We could add to that list:

George Bush saying "No new taxes."
W saying "Mission accomplished." 
Nixon saying "I am not a crook"

A Russell Wilson goal line pass.
Bronco Mendenhall's "Quest for perfection." 
Max Hall in Walmart or Best Buy.
ANY SEC team to not cheat.
Chucky Keaton's knee.

Utah Republicans that say they believe in less government control.

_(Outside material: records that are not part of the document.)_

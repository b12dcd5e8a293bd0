//! The `info` command: list glyphs of a generated UFO

use crate::core::cli::InfoArgs;
use crate::core::config::params::parse_codepoint;
use crate::core::errors::ConfigError;
use crate::data::conversions::norad_glyph_bounds;
use crate::data::ufo::load_ufo_from_path;
use anyhow::{Context, Result};
use norad::Font;

/// Which glyphs to print. With no criteria every glyph matches.
#[derive(Debug, Clone, Default, PartialEq, Eq)]
pub struct GlyphFilter {
    pub charcodes: Option<Vec<u32>>,
    pub start: Option<u32>,
    pub end: Option<u32>,
    pub name: Option<String>,
}

impl GlyphFilter {
    pub fn from_args(args: &InfoArgs) -> Result<Self, ConfigError> {
        let non_empty = |value: &Option<String>| value.clone().filter(|text| !text.trim().is_empty());

        let charcodes = non_empty(&args.charcodes)
            .map(|list| {
                list.split(',')
                    .map(str::trim)
                    .filter(|code| !code.is_empty())
                    .map(|code| parse_codepoint("--charcodes", code))
                    .collect::<Result<Vec<_>, _>>()
            })
            .transpose()?;

        Ok(Self {
            charcodes,
            start: non_empty(&args.start)
                .map(|text| parse_codepoint("--start", &text))
                .transpose()?,
            end: non_empty(&args.end)
                .map(|text| parse_codepoint("--end", &text))
                .transpose()?,
            name: non_empty(&args.name),
        })
    }

    fn matches_all(&self) -> bool {
        self.charcodes.is_none() && self.start.is_none() && self.end.is_none() && self.name.is_none()
    }

    pub fn matches(&self, name: &str, codepoint: Option<u32>) -> bool {
        if self.matches_all() || self.name.as_deref() == Some(name) {
            return true;
        }
        let Some(code) = codepoint else {
            return false;
        };

        if self.charcodes.as_ref().is_some_and(|codes| codes.contains(&code)) {
            return true;
        }
        match (self.start, self.end) {
            (Some(start), end) => code >= start && end.is_none_or(|end| code <= end),
            (None, Some(end)) => code <= end,
            (None, None) => false,
        }
    }
}

/// One printed line per matching glyph, after a metrics header
pub fn describe_font(font: &Font, filter: &GlyphFilter) -> Vec<String> {
    let info = &font.font_info;
    let mut lines = vec![format!(
        "Font em: {}, ascent={}, descent={}",
        info.units_per_em.map_or("N/A".to_string(), |v| v.to_string()),
        info.ascender.map_or("N/A".to_string(), |v| v.to_string()),
        info.descender.map_or("N/A".to_string(), |v| v.to_string()),
    )];

    let mut glyphs: Vec<_> = font.default_layer().iter().collect();
    glyphs.sort_by_key(|glyph| (glyph.codepoints.iter().next().map(u32::from), glyph.name().to_string()));

    for glyph in glyphs {
        let codepoint = glyph.codepoints.iter().next().map(u32::from);
        if !filter.matches(glyph.name(), codepoint) {
            continue;
        }
        let code = codepoint.map_or("-".to_string(), |code| format!("{code:x} ({code})"));
        let bbox = norad_glyph_bounds(glyph).map_or("empty".to_string(), |bbox| {
            format!("({}, {}, {}, {})", bbox.x0, bbox.y0, bbox.x1, bbox.y1)
        });
        lines.push(format!(
            "Char code: {code}, name: {}, advance: {}, bbox: {bbox}",
            glyph.name(),
            glyph.width
        ));
    }

    lines
}

/// Run the `info` command
pub fn run_info(args: &InfoArgs) -> Result<()> {
    let filter = GlyphFilter::from_args(args)?;
    let font = load_ufo_from_path(&args.file)
        .with_context(|| format!("failed to load UFO {}", args.file.display()))?;

    for line in describe_font(&font, &filter) {
        println!("{line}");
    }
    Ok(())
}

#[cfg(test)]
mod tests {
    use super::*;
    use crate::font_source::{FontMetrics, GlyphTable};
    use kurbo::BezPath;
    use std::path::PathBuf;

    fn args() -> InfoArgs {
        InfoArgs {
            file: PathBuf::from("icons.ufo"),
            charcodes: None,
            start: None,
            end: None,
            name: None,
        }
    }

    #[test]
    fn test_empty_filter_matches_everything() {
        let filter = GlyphFilter::from_args(&args()).unwrap();
        assert!(filter.matches(".notdef", None));
        assert!(filter.matches("back", Some(0xEA01)));
    }

    #[test]
    fn test_charcodes_and_range() {
        let filter = GlyphFilter::from_args(&InfoArgs {
            charcodes: Some("ea01, ea05,".to_string()),
            start: Some("EA10".to_string()),
            end: Some("EA12".to_string()),
            ..args()
        })
        .unwrap();

        assert!(filter.matches("a", Some(0xEA01)));
        assert!(filter.matches("b", Some(0xEA05)));
        assert!(filter.matches("c", Some(0xEA11)));
        assert!(!filter.matches("d", Some(0xEA02)));
        assert!(!filter.matches("e", Some(0xEA13)));
        assert!(!filter.matches("f", None));
    }

    #[test]
    fn test_end_only_and_name() {
        let filter = GlyphFilter::from_args(&InfoArgs {
            end: Some("0x7A".to_string()),
            name: Some("home".to_string()),
            ..args()
        })
        .unwrap();

        assert!(filter.matches("uni0061", Some(0x61)));
        assert!(!filter.matches("back", Some(0xEA01)));
        assert!(filter.matches("home", Some(0xEA02)));
    }

    #[test]
    fn test_bad_charcode_is_rejected() {
        let result = GlyphFilter::from_args(&InfoArgs {
            charcodes: Some("ea01,zz".to_string()),
            ..args()
        });
        assert!(matches!(result, Err(ConfigError::InvalidCodepoint { .. })));
    }

    #[test]
    fn test_describe_lists_matching_glyphs() {
        let mut table = GlyphTable::new(FontMetrics::default());
        let back = table.glyph(0xEA01, "back");
        let mut path = BezPath::new();
        path.move_to((0.0, 0.0));
        path.line_to((500.0, 0.0));
        path.line_to((500.0, 400.0));
        path.close_path();
        table.append_outline(back, vec![path]);
        table.set_advance(back, 600);
        table.glyph(0xEA02, "forward");
        let font = table.to_norad_font("Icons");

        let filter = GlyphFilter {
            name: Some("back".to_string()),
            ..Default::default()
        };
        let lines = describe_font(&font, &filter);

        assert_eq!(lines.len(), 2);
        assert!(lines[0].starts_with("Font em: 1000"));
        assert_eq!(
            lines[1],
            "Char code: ea01 (59905), name: back, advance: 600, bbox: (0, 0, 500, 400)"
        );
    }
}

Dinner at Goob's house and he says there are no guts in the food.

Pete Rose.


----------



## Dunkem

hunting777 said:


> ** Mexican tap water*
> ** A rattlesnake with a "pet me" sign*
> ** OJ Simpson showing me his knife collection*
> ** A fart when I have diarrhea*
> ** An elevator ride with Ray Rice*
> ** Taking pills offered by Bill Cosby*
> ** Michael Jackson's Doctor*
> ** An Obama Nuclear deal with Iran*
> ** A Palestinian on a motorcycle*
> ** Gas station Sushi*
> ** A Jimmy Carter economic plan*
> ** Brian Williams news reports*
> ** Loch Ness monster sightings*
> ** Prayers for peace from Al Sharpton *
> ** Stealing Jerky from bigfoot*


 been looking for a good substitute,maybe have to see how Romney does against Holyfield-oOo-


----------



## GaryFish

Cutting tags = more hunting opportunity.
The Jazz are working towards a championship.
Antelope Island hunts are fair chase.
The State of Utah can better manage large tracts of public lands.
Utah's land grab is all about the children.
Wolves have been sighted in Diamond Fork/South Slope/ Henry Mountains/ Uintas/ Goob's back yard.


----------



## lunkerhunter2

That a g-spot isn't a myth
A blind sniper
A grenade with the pin pulled
A state of the union from Obama
A clepto
Pit bull with white foam dripping from its mouth
A woman who says she has a headache:mrgreen:


----------



## riptheirlips

She learned from the best remember

"I did not have sex with that woman" 

Now they pay him 500K a speech to listen to his lies.


----------



## trackerputnam

An email from Hilary!

When Hilary says help is on the way! 

Trust me ambassador, you have enough protection.

GH with the no new taxes! 

Thing is, do we vote for the known problem, or at least try someone new!


----------



## utahgolf

Ted Cruz, Dick Cheney, well maybe not Dick Cheney


----------



## Finnegan

I vote we draw a random name from the phone book...guess what? You're the president.


----------



## LostLouisianian

Finnegan said:


> I vote we draw a random name from the phone book...guess what? You're the president.


I've put my grandson in as a write in candidate since he was 4. I figured he could do a better job than any jackwagon that has run in the last 20+ years.


----------